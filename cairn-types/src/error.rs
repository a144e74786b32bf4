use thiserror::Error;

/// Low-level errors shared by the types and crypto crates.
#[derive(Debug, Clone, PartialEq, Eq, Error)]
pub enum CairnError {
    #[error("invalid signature: signer {signer_index}")]
    InvalidSignature { signer_index: usize },

    #[error("invalid key material")]
    InvalidKeyMaterial,

    #[error("serialization error: {reason}")]
    SerializationError { reason: String },

    #[error("deserialization error: {reason}")]
    DeserializationError { reason: String },

    #[error("balance overflow")]
    BalanceOverflow,
}
use cairn_types::primitives::PublicKey;
use thiserror::Error;

/// Errors specific to the anchor subsystem.
#[derive(Debug, Error)]
pub enum AnchorError {
    #[error("stale auth: block {block_height} is below active anchor height {active_height}")]
    StaleAuth { block_height: u64, active_height: u64 },

    #[error("unauthorized signer: {}", hex::encode(.signer))]
    UnauthorizedSigner { signer: PublicKey },

    #[error("duplicate auth for block {block_height} by {}", hex::encode(.signer))]
    DuplicateAuth { block_height: u64, signer: PublicKey },

    #[error("quorum not met: have {have}, need {need}")]
    QuorumNotMet { have: usize, need: usize },

    #[error("malformed anchor payload: {reason}")]
    MalformedPayload { reason: String },

    #[error("height {height} not eligible for anchoring: {reason}")]
    HeightNotEligible { height: u64, reason: String },

    #[error("rollback inconsistency: {reason}")]
    RollbackInconsistency { reason: String },

    #[error("invalid signature: {reason}")]
    InvalidSignature { reason: String },

    #[error("unknown local block at height {height}")]
    UnknownBlock { height: u64 },

    #[error("invalid block: {reason}")]
    InvalidBlock { reason: String },

    #[error("invalid reward: {reason}")]
    InvalidReward { reason: String },

    #[error("insufficient funds: have {have}, need {need}")]
    InsufficientFunds { have: u64, need: u64 },

    #[error("invalid parameters: {reason}")]
    InvalidParams { reason: String },

    #[error("engine halted after fatal inconsistency: {reason}")]
    Halted { reason: String },

    #[error("storage error: {0}")]
    Storage(#[from] cairn_storage::error::StorageError),
}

++++++++++++++++++++

EXERCISE REQUIREMENTS: Write the material above out once more, exactly as it stands.

SOLUTION TO THE PROBLEM:
filename cairn-types/src/error.rs
repository a144e74786b32bf4
use thiserror::Error;

/// Low-level errors shared by the types and crypto crates.
#[derive(Debug, Clone, PartialEq, Eq, Error)]
pub enum CairnError {
    #[error("invalid signature: signer {signer_index}")]
    InvalidSignature { signer_index: usize },

    #[error("invalid key material")]
    InvalidKeyMaterial,

    #[error("serialization error: {reason}")]
    SerializationError { reason: String },

    #[error("deserialization error: {reason}")]
    DeserializationError { reason: String },

    #[error("balance overflow")]
    BalanceOverflow,
}
use cairn_types::primitives::PublicKey;
use thiserror::Error;

/// Errors specific to the anchor subsystem.
#[derive(Debug, Error)]
pub enum AnchorError {
    #[error("stale auth: block {block_height} is below active anchor height {active_height}")]
    StaleAuth { block_height: u64, active_height: u64 },

    #[error("unauthorized signer: {}", hex::encode(.signer))]
    UnauthorizedSigner { signer: PublicKey },

    #[error("duplicate auth for block {block_height} by {}", hex::encode(.signer))]
    DuplicateAuth { block_height: u64, signer: PublicKey },

    #[error("quorum not met: have {have}, need {need}")]
    QuorumNotMet { have: usize, need: usize },

    #[error("malformed anchor payload: {reason}")]
    MalformedPayload { reason: String },

    #[error("height {height} not eligible for anchoring: {reason}")]
    HeightNotEligible { height: u64, reason: String },

    #[error("rollback inconsistency: {reason}")]
    RollbackInconsistency { reason: String },

    #[error("invalid signature: {reason}")]
    InvalidSignature { reason: String },

    #[error("unknown local block at height {height}")]
    UnknownBlock { height: u64 },

    #[error("invalid block: {reason}")]
    InvalidBlock { reason: String },

    #[error("invalid reward: {reason}")]
    InvalidReward { reason: String },

    #[error("insufficient funds: have {have}, need {need}")]
    InsufficientFunds { have: u64, need: u64 },

    #[error("invalid parameters: {reason}")]
    InvalidParams { reason: String },

    #[error("engine halted after fatal inconsistency: {reason}")]
    Halted { reason: String },

    #[error("storage error: {0}")]
    Storage(#[from] cairn_storage::error::StorageError),
}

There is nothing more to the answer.